Colby’s Marcus Bullard, bottom left, and Will Terzi, top, combine for a tackle against Bates last season in Waterville. Submitted photo by Calvin Wetmore/Colby College

WATERVILLE — Colby College linebackers Marcus Bullard and Will Terzi work well together. Side-by-side in the middle of the Mules defense, they are partners. They don’t finish each other’s sentences, but Bullard and Terzi may finish each other’s tackles.

“It was great from the beginning. Terz is a hard worker. I’m a hard worker. We both love football,” Bullard, a junior, said.

Last season, both Bullard and Terzi, now a sophomore, made their debuts for the Mules, and finished one-two on the team in tackles. With that season of experience, Colby head coach Jack Cosgrove is eager to see how the duo fit into what he hopes is a much-improved defense.

“We think they’re both substantially improved with the experience they got last year. We think it’s a strong position for us now,” Cosgrove said.

Colby opens the season Saturday afternoon at Wesleyan. Improvement by not just Bullard and Terzi, but the entire defense, will be crucial as the Mules hope to improve on last season’s 3-6 record. Colby was eighth in the 10-team New England Small College Athletic Conference in yards per game allowed in 2018, with 391.1. The Mules were last against the run in the NESCAC, allowing an average of 234.7 yards per game on the ground. The communication between Bullard at rover and Terzi at mike (middle) linebacker will be crucial, Cosgrove said.

“I think that’s one of the major strengths they have, because they played together for a full year, for the most part. They’ve been side-by-side all preseason. They go together as a tandem, and that will go a long ways toward making us a better defense,” Cosgrove said.

Despite missing a pair of games with an injury, the 6-foot, 218-pound Bullard led the Mules with 55 tackles last season, and was fifth in the NESCAC in tackles per game (7.9). As a freshman last season, the 6-foot, 205-pound Terzi made 46 stops, including 6.5 for a loss. Terri’s welcome-to-college football moment came on the first play from scrimmage last season. The Bantams lined up with an empty backfield, leaving Terzi in coverage on running back Max Chipouras, who went on to lead the league in all-purpose yards and earn NESCAC Offensive Player of the Year honors.

“I was on him. They didn’t throw it to him,” Terzi said of the play.

Bullard’s welcome-to-college football moment was delayed a season when he suffered a broken collarbone in a 7 on 7 drill prior to his freshman season in 2017. When he finally got on the field after missing that entire first season, Bullard was eager to make an impression. It came on the opening kickoff of that game against Trinity in last season’s opener. Bullard sprinted downfield with the intention of hitting somebody as hard as he could.

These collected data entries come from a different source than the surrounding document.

//! Users Repository

use jiff_sqlx::Timestamp as SqlxTimestamp;
use sqlx::{FromRow, PgPool, Postgres, Row, postgres::PgRow, query_as};

use crate::domain::users::{
    data::{NewUser, VendorProfile},
    records::{UserId, UserRecord, VendorRecord, VendorStatus},
};

const CREATE_USER_SQL: &str = include_str!("sql/create_user.sql");
const GET_USER_SQL: &str = include_str!("sql/get_user.sql");
const UPSERT_VENDOR_SQL: &str = include_str!("sql/upsert_vendor.sql");

#[derive(Debug, Clone)]
pub(crate) struct PgUsersRepository {
    pool: PgPool,
}

impl PgUsersRepository {
    #[must_use]
    pub(crate) fn new(pool: PgPool) -> Self {
        Self { pool }
    }

    pub(crate) async fn create_user(&self, user: &NewUser) -> Result<UserRecord, sqlx::Error> {
        query_as::<Postgres, UserRecord>(CREATE_USER_SQL)
            .bind(&user.name)
            .bind(&user.email)
            .fetch_one(&self.pool)
            .await
    }

    pub(crate) async fn get_user(&self, user: UserId) -> Result<UserRecord, sqlx::Error> {
        query_as::<Postgres, UserRecord>(GET_USER_SQL)
            .bind(user.into_i64())
            .fetch_one(&self.pool)
            .await
    }

    pub(crate) async fn upsert_vendor(
        &self,
        vendor: &VendorProfile,
    ) -> Result<VendorRecord, sqlx::Error> {
        query_as::<Postgres, VendorRecord>(UPSERT_VENDOR_SQL)
            .bind(vendor.user_id.into_i64())
            .bind(vendor.status.as_str())
            .bind(&vendor.store_name)
            .bind(vendor.store_address.as_deref())
            .fetch_one(&self.pool)
            .await
    }
}

impl<'r> FromRow<'r, PgRow> for UserRecord {
    fn from_row(row: &'r PgRow) -> sqlx::Result<Self> {
        Ok(Self {
            id: UserId::from_i64(row.try_get("id")?),
            name: row.try_get("name")?,
            email: row.try_get("email")?,
            created_at: row.try_get::<SqlxTimestamp, _>("created_at")?.to_jiff(),
            updated_at: row.try_get::<SqlxTimestamp, _>("updated_at")?.to_jiff(),
        })
    }
}

impl<'r> FromRow<'r, PgRow> for VendorRecord {
    fn from_row(row: &'r PgRow) -> sqlx::Result<Self> {
        let status: String = row.try_get("status")?;

        let status = status
            .parse::<VendorStatus>()
            .map_err(|e| sqlx::Error::ColumnDecode {
                index: "status".to_string(),
                source: Box::new(e),
            })?;

        Ok(Self {
            user_id: UserId::from_i64(row.try_get("user_id")?),
            status,
            store_name: row.try_get("store_name")?,
            store_address: row.try_get("store_address")?,
        })
    }
}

“We both went down, and that was it,” Bullard said. “I was pretty comfortable because towards the end of freshman year, I got some reps. I didn’t really get contact reps, but I got some reps.”

An ankle injury to senior linebacker Sebastien Philemon early in the 2018 preseason gave both Terzi and Bullard the chance to get in the lineup and make an impact.

“You hope you’ve done well in recruiting, and you hope with the reps they get in practice they grow and develop. We kept things pretty basic and simple so they could play rather than overthink things,” Cosgrove said.

“I expected to fight for special teams time, but I was excited when I got the chance (to play). I was thrilled with the opportunity,” Terzi said.

Cosgrove said Terzi is a traditional run-stopping middle linebacker. As he gained confidence last season, Terzi’s production increased. After making 20 tackles in his first five games combined, Terzi made 26 over the final four, including 14 solo.

“He’s the guy in the middle we want to play in the gaps,” Cosgrove said.

“It progressively built as the season went on. I think it was fairly quickly. I think the coaches were rally good at getting all the schemes down and making sure we knew all our assignments and making sure we had really good attention to detail. They gave us all the tools we needed to be confident and play fast,” Terzi said.

Bullard missed midseason games against Wesleyan and Amherst, but returned and played well, making 32 tackles over the final four games of the season, helping the Mules go 3-1 over the final month to finish the season well and win the Colby-Bates-Bowdoin series for the first time since 2005.

“He’s really a complete linebacker,” Cosgrove said of Bullard. “He’s a guy we can keep in on all four downs. If it’s nickel or short yardage, we can keep him in there. He’s a run stopper, a pass defender. He’s very athletic for a linebacker.”

With a balanced Wesleyan offense (the Cardinals averaged 169 yards per game through the air and 143 yards per game on the ground last season), Bullard and Terzi know they’ll have to play well. As it was last season, Terzi knows they have to keep it simple.

“Do our jobs, play fast, play aggressive. Fly to the football,” Terzi said. “Know what we have to do and execute.”